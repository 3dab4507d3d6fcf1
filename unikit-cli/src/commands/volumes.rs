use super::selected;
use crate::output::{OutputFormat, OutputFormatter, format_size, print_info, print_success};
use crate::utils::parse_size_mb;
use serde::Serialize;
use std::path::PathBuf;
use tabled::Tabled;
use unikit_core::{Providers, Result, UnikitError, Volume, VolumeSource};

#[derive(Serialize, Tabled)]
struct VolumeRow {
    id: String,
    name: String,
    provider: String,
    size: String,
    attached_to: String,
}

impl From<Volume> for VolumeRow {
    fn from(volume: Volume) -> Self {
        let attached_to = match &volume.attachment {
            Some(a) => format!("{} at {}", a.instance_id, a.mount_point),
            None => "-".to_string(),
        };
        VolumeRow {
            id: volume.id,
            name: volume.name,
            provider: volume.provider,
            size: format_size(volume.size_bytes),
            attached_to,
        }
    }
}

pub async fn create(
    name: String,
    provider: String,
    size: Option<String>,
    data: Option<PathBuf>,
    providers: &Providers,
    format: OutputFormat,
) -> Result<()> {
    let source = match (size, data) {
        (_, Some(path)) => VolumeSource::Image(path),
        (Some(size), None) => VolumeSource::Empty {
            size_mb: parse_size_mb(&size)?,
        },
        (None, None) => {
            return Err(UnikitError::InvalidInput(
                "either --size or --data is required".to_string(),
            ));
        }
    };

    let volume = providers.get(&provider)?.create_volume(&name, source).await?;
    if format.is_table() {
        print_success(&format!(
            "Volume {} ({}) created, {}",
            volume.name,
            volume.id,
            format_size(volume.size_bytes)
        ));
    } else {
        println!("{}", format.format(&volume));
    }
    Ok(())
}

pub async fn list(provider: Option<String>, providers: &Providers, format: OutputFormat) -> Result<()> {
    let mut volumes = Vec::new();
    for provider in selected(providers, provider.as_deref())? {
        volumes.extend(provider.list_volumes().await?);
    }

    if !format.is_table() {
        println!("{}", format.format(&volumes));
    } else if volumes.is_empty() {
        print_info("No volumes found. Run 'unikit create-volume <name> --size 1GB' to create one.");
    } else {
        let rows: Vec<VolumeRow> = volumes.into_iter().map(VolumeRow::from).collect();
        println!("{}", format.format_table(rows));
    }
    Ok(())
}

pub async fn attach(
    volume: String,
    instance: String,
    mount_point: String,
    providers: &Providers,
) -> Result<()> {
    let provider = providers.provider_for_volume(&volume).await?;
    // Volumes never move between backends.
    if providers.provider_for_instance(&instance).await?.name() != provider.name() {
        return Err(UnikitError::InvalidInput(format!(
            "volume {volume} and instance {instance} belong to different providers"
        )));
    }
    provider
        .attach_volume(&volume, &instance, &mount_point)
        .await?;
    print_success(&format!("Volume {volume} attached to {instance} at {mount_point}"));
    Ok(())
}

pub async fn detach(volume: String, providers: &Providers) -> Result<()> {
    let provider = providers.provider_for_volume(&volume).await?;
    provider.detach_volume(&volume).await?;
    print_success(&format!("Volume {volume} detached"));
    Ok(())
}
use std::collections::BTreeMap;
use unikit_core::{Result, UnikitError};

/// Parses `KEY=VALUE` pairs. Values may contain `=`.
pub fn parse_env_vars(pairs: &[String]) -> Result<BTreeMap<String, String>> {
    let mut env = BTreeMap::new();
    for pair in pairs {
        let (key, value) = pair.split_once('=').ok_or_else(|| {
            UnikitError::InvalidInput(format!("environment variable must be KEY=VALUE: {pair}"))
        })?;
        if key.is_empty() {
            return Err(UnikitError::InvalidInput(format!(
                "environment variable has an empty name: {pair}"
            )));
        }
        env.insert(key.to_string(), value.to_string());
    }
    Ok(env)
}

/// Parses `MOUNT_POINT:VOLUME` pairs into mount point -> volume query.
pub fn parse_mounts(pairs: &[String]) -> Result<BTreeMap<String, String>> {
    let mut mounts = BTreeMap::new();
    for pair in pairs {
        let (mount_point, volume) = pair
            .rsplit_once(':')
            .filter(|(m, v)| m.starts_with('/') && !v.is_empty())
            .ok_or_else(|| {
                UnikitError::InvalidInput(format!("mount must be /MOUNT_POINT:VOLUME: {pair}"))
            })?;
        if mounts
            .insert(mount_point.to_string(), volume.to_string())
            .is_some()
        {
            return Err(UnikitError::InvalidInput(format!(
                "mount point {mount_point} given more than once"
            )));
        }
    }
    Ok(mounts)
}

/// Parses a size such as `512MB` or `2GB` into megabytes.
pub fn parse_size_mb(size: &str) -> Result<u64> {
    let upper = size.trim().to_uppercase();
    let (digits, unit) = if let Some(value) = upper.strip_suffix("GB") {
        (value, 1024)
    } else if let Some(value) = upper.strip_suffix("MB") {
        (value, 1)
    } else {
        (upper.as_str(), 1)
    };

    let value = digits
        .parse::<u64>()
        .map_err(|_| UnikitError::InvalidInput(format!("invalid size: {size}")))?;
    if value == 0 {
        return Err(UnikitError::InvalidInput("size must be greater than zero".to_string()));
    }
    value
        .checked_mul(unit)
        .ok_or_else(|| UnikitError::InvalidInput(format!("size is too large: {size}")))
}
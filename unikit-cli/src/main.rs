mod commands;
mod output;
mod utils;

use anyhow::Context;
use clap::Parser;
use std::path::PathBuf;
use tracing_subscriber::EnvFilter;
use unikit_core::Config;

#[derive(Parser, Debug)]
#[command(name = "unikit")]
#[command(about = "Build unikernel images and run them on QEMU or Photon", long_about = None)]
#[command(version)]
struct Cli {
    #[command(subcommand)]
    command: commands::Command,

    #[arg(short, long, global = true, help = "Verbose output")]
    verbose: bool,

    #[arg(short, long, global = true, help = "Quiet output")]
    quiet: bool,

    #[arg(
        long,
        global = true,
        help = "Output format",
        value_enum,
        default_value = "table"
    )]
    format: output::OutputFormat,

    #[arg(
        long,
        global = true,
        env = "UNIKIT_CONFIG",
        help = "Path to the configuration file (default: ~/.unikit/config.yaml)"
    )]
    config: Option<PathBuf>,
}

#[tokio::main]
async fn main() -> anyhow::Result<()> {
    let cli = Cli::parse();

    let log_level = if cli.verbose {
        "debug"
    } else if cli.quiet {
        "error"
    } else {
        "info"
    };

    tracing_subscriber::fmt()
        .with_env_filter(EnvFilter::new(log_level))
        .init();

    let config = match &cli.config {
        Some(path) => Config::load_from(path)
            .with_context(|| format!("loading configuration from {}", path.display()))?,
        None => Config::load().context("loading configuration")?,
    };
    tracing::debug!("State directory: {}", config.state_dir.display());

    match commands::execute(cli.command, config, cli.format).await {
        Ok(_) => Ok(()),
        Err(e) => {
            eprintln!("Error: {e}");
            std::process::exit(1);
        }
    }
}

## What is being asked
All lines of the records containing "derive" should be shown.

## Response to this exercise
#[derive(Serialize, Tabled)]
#[derive(Parser, Debug)]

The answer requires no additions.